Nello specifico, il progetto dovrebbe terminare intorno al 2027 (anno in cui i primi abitanti potranno cominciare a stabilirvisi in modo permanente) e assumerà la forma esagonale di un classico corallo marino. Tra i 5.000 edifici che faranno parte di questo straordinario complesso vi saranno negozi, hotel, appartamenti, scuole e persino un ospedale, con la viabilità resa perfettamente funzionante tramite un apposito sistema di ponti e banchine.
Un barlume di speranza
Ormai è sotto gli occhi di tutti: il cambiamento climatico sta mietendo sempre più vittime e continuerà a farlo in modo inesorabile. I ghiacciai si stanno sciogliendo sempre più rapidamente e le catastrofi naturali sono quasi all’ordine del giorno. Arrivati a questo punto è quindi inutile sperare in una brusca inversione di rotta. Dunque, che fare?

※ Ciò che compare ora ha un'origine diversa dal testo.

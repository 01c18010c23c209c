//! Integration tests for the display pipeline
//!
//! Everything runs against a [`RecordingContext`], so the tests check the
//! GL call stream and simulated pixels rather than images.

mod display_pipeline;

use std::sync::{Arc, Mutex};

use crate::core::config::DisplayConfig;
use crate::render::cores::{CoreData, CoreKey, CoreType, GeometryArrays, GeometryCore};
use crate::render::display::{Display, DrawState, FrameStats, RenderParams};
use crate::render::gl::{GlBuffer, Primitive, RecordingContext};
use crate::render::{RenderError, RendererContext};

/// A display with its context and a recording GL backend
pub(super) struct Fixture {
    pub gl: RecordingContext,
    pub context: Arc<RendererContext>,
    pub display: Display,
    pub errors: Arc<Mutex<Vec<String>>>,
}

impl Fixture {
    pub fn new() -> Self {
        Self::with(RecordingContext::new(64, 64), DisplayConfig::default())
    }

    pub fn with(gl: RecordingContext, config: DisplayConfig) -> Self {
        let context = RendererContext::new(&config);
        let mut display = Display::new(Arc::clone(&context), config).unwrap();
        let errors = Arc::new(Mutex::new(Vec::new()));
        let sink = Arc::clone(&errors);
        display.on_error(move |err: &RenderError| sink.lock().unwrap().push(err.to_string()));
        Self {
            gl,
            context,
            display,
            errors,
        }
    }

    /// Upload a named one-triangle geometry
    pub fn geometry(&mut self, id: &str) -> CoreKey {
        self.geometry_with(id, triangle())
    }

    pub fn geometry_with(&mut self, id: &str, arrays: GeometryArrays) -> CoreKey {
        self.context
            .cores()
            .unwrap()
            .get_or_create_core(&mut self.gl, CoreType::Geometry, Some(id), |gl| {
                Ok(CoreData::Geometry(GeometryCore::upload(gl, Primitive::Triangles, arrays)?))
            })
            .unwrap()
    }

    /// Register a private core with no GPU resources
    pub fn insert(&mut self, data: CoreData) -> CoreKey {
        self.context.cores().unwrap().get_or_insert_core(None, data)
    }

    /// Index buffer a geometry core was uploaded to
    pub fn index_buffer(&self, geometry: CoreKey) -> GlBuffer {
        let cores = self.context.cores().unwrap();
        let core = cores.get(geometry).unwrap();
        core.data().as_geometry().unwrap().buffers.as_ref().unwrap().indices
    }

    pub fn build(&mut self, id: &str, state: DrawState) {
        self.display.build_object(&mut self.gl, id, state).unwrap();
    }

    pub fn render(&mut self) -> FrameStats {
        self.display.render(&mut self.gl, RenderParams::default()).unwrap()
    }

    pub fn error_count(&self) -> usize {
        self.errors.lock().unwrap().len()
    }
}

pub(super) fn triangle() -> GeometryArrays {
    GeometryArrays {
        positions: vec![0.0, 0.0, 0.0, 1.0, 0.0, 0.0, 0.0, 1.0, 0.0],
        indices: vec![0, 1, 2],
        ..GeometryArrays::default()
    }
}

L’auspicio è che l’uomo si renda presto conto dei danni che ha causato e che rivoluzioni definitivamente il suo modo di pensare e agire il pianeta. Uno scenario altamente improbabile, se non impossibile, anche perché le principali responsabili della crisi climatica sono le industrie, le multinazionali, non solo il singolo cittadino. Realtà, quindi, più difficili da amministrare.
Le Maldive costituiscono solo la punta dell’iceberg, la conseguenza più grave e anche quella più vicina in ordine di tempo. Ma a fronte di queste previsioni negative è comunque apprezzabile il tentativo del governo di opporsi, di far sentire la propria voce, di cercare delle strade alternative.

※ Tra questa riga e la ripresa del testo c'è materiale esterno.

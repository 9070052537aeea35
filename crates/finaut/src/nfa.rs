//! Nondeterministic automata with epsilon moves

use std::fmt;

use self::determinize::Determinizer;
use crate::{
    automaton::{FiniteAutomaton, Transition},
    builder::{BuildError, NfaBuilder},
    closure::ClosureBuilder,
    dfa::{Dfa, MissingTransition},
    prelude::*,
};

mod determinize;

/// An immutable NFA
///
/// Transitions map a state and symbol to a set of states.  Epsilon moves are
/// stored under [`EPSILON`] and moves for symbols outside the alphabet under
/// [`DEFAULT`].
#[derive(Debug, Clone, PartialEq, Eq)]
pub struct Nfa {
    states: BTreeSet<State>,
    initial: BTreeSet<State>,
    accept: BTreeSet<State>,
    edges: BTreeMap<State, BTreeMap<Symbol, BTreeSet<State>>>,
    alphabet: BTreeSet<Symbol>,
    names: BTreeMap<State, String>,
}

impl Nfa {
    pub(crate) fn from_parts(
        states: BTreeSet<State>,
        initial: BTreeSet<State>,
        accept: BTreeSet<State>,
        edges: BTreeMap<State, BTreeMap<Symbol, BTreeSet<State>>>,
        alphabet: BTreeSet<Symbol>,
        names: BTreeMap<State, String>,
    ) -> Self {
        Self {
            states,
            initial,
            accept,
            edges,
            alphabet,
            names,
        }
    }

    /// The column consulted when reading `symbol`
    #[inline]
    fn column(&self, symbol: Symbol) -> Symbol {
        if symbol == EPSILON || self.alphabet.contains(&symbol) {
            symbol
        } else {
            DEFAULT
        }
    }

    /// Raw targets of one column of one state
    pub(crate) fn targets(&self, state: State, column: Symbol) -> impl Iterator<Item = State> + '_ {
        self.edges
            .get(&state)
            .and_then(|r| r.get(&column))
            .into_iter()
            .flatten()
            .copied()
    }

    /// The given states plus every state reachable from them by epsilon moves
    pub fn closure<I: IntoIterator<Item = State>>(&self, states: I) -> BTreeSet<State> {
        let mut closure = ClosureBuilder::default();
        closure.init(states);
        closure.solve(BTreeSet::new(), |s| self.targets(s, EPSILON))
    }

    /// Read one symbol from every state of `states`, then take the closure
    ///
    /// Reading [`EPSILON`] only takes the closure.
    #[must_use]
    pub fn step(&self, states: &BTreeSet<State>, symbol: Symbol) -> BTreeSet<State> {
        if symbol == EPSILON {
            return self.closure(states.iter().copied());
        }

        let column = self.column(symbol);
        self.closure(states.iter().flat_map(|&s| self.targets(s, column)))
    }

    /// Convert to an equivalent total DFA by subset construction
    ///
    /// # Errors
    /// Returns [`BuildError::CapacityExceeded`] if the subsets outnumber the
    /// state id space.
    #[inline]
    pub fn determinize(&self) -> Result<Dfa, BuildError> { Determinizer::new(self).build() }
}

impl FiniteAutomaton for Nfa {
    #[inline]
    fn states(&self) -> &BTreeSet<State> { &self.states }

    #[inline]
    fn initial_states(&self) -> BTreeSet<State> { self.initial.clone() }

    #[inline]
    fn final_states(&self) -> &BTreeSet<State> { &self.accept }

    #[inline]
    fn alphabet(&self) -> &BTreeSet<Symbol> { &self.alphabet }

    fn transition_set(&self) -> BTreeSet<Transition> {
        self.edges
            .iter()
            .flat_map(|(&from, row)| {
                row.iter().flat_map(move |(&symbol, to)| {
                    to.iter().map(move |&to| Transition { from, symbol, to })
                })
            })
            .collect()
    }

    #[inline]
    fn state_name(&self, state: State) -> Option<&str> {
        self.names.get(&state).map(String::as_str)
    }

    fn run<I: IntoIterator<Item = Symbol>>(&self, word: I) -> Result<bool, MissingTransition> {
        let mut live = self.closure(self.initial.iter().copied());

        for symbol in word {
            if live.is_empty() {
                return Ok(false);
            }

            live = self.step(&live, symbol);
        }

        Ok(!live.is_disjoint(&self.accept))
    }

    #[inline]
    fn minimize(&self) -> Result<Dfa, BuildError> { self.determinize()?.minimize() }
}

impl fmt::Display for Nfa {
    fn fmt(&self, f: &mut fmt::Formatter<'_>) -> fmt::Result {
        for &state in &self.states {
            let name = self.names.get(&state).map_or_else(String::new, |n| format!(" ({n})"));
            let init = if self.initial.contains(&state) { ">" } else { " " };
            let fin = if self.accept.contains(&state) { "*" } else { " " };
            writeln!(f, "{init}{fin}{state}{name}")?;

            for (&symbol, targets) in self.edges.get(&state).into_iter().flatten() {
                writeln!(f, "    {symbol} -> {targets:?}")?;
            }
        }

        Ok(())
    }
}

/// Build the union of several automata
///
/// A fresh initial state has epsilon moves into each automaton and a fresh
/// final state is entered by epsilon moves from each automaton's final
/// states.
///
/// # Errors
/// Returns [`BuildError::CapacityExceeded`] if the states do not fit.
pub fn union<'a, A: FiniteAutomaton + 'a>(
    automata: impl IntoIterator<Item = &'a A>,
) -> Result<Nfa, BuildError> {
    let mut builder = NfaBuilder::new();
    let start = builder.add_initial_state()?;
    let end = builder.add_final_state()?;

    for automaton in automata {
        let imported = builder.add_automaton(automaton)?;

        for &init in &imported.initial {
            builder.add_epsilon_transition(start, init)?;
        }

        for &fin in &imported.accept {
            builder.add_epsilon_transition(fin, end)?;
        }
    }

    builder.build()
}

#[cfg(test)]
mod test {
    use super::union;
    use crate::{EPSILON, FiniteAutomaton, NfaBuilder, symbol, symbols};

    fn sample() -> super::Nfa {
        // a(b|ε)* with an epsilon loop
        let mut b = NfaBuilder::new();
        let s0 = b.add_initial_state().unwrap();
        let s1 = b.add_state().unwrap();
        let s2 = b.add_state().unwrap();
        let s3 = b.add_final_state().unwrap();
        b.add_transition(s0, symbol('a'), s1).unwrap();
        b.add_epsilon_transition(s1, s2).unwrap();
        b.add_epsilon_transition(s2, s1).unwrap();
        b.add_epsilon_transition(s2, s3).unwrap();
        b.add_transition(s3, symbol('b'), s2).unwrap();
        b.build().unwrap()
    }

    #[test]
    fn closure_follows_epsilon_cycles() {
        let nfa = sample();
        assert_eq!(nfa.closure([1]), [1, 2, 3].into());
        assert_eq!(nfa.closure([0]), [0].into());
        assert_eq!(nfa.step(&[1].into(), EPSILON), [1, 2, 3].into());
        assert_eq!(nfa.step(&[0].into(), symbol('a')), [1, 2, 3].into());
        assert!(nfa.step(&[0].into(), symbol('b')).is_empty());
    }

    #[test]
    fn run_and_determinize_agree() {
        let nfa = sample();
        let dfa = nfa.determinize().unwrap();

        for (word, expected) in [
            ("", false),
            ("a", true),
            ("ab", true),
            ("abbb", true),
            ("ba", false),
            ("aa", false),
            ("abab", false),
        ] {
            assert_eq!(nfa.run_str(word), Ok(expected), "{word:?}");
            assert_eq!(dfa.run_str(word), Ok(expected), "{word:?}");
        }
    }

    #[test]
    fn determinize_is_total() {
        let dfa = sample().determinize().unwrap();
        for &state in dfa.states() {
            for &sym in dfa.alphabet() {
                assert!(dfa.step(state, sym).is_ok());
            }
        }
    }

    #[test]
    fn reverse_reads_backwards() {
        let rev = sample().reverse();
        assert_eq!(rev.initial_states(), [3].into());
        assert_eq!(rev.run(symbols("bba")), Ok(true));
        assert_eq!(rev.run(symbols("ab")), Ok(false));
    }

    #[test]
    fn union_of_many() {
        let a = sample();
        let mut b = NfaBuilder::new();
        let s0 = b.add_initial_state().unwrap();
        let s1 = b.add_final_state().unwrap();
        b.add_transition(s0, symbol('c'), s1).unwrap();
        let c = b.build().unwrap();

        let u = union([&a, &c]).unwrap();
        assert_eq!(u.run_str("abb"), Ok(true));
        assert_eq!(u.run_str("c"), Ok(true));
        assert_eq!(u.run_str("ac"), Ok(false));

        let empty = union::<super::Nfa>([]).unwrap();
        assert!(empty.is_empty());
    }
}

Da un lato per sottolineare gli effetti della crisi climatica e dall’altro per simboleggiare la speranza e la tenacia, qualità intrinseche dell’essere umano. La Maldives Floating City può quindi essere a tutti gli effetti una mossa disperata, una semplice strategia di sopravvivenza, ma ha anche la capacità di dimostrare al mondo che un futuro alternativo esiste.
Un futuro sì penalizzato dagli errori del passato, ma su cui poggiare le basi per un approccio più sano, responsabile e consapevole nei confronti del pianeta Terra.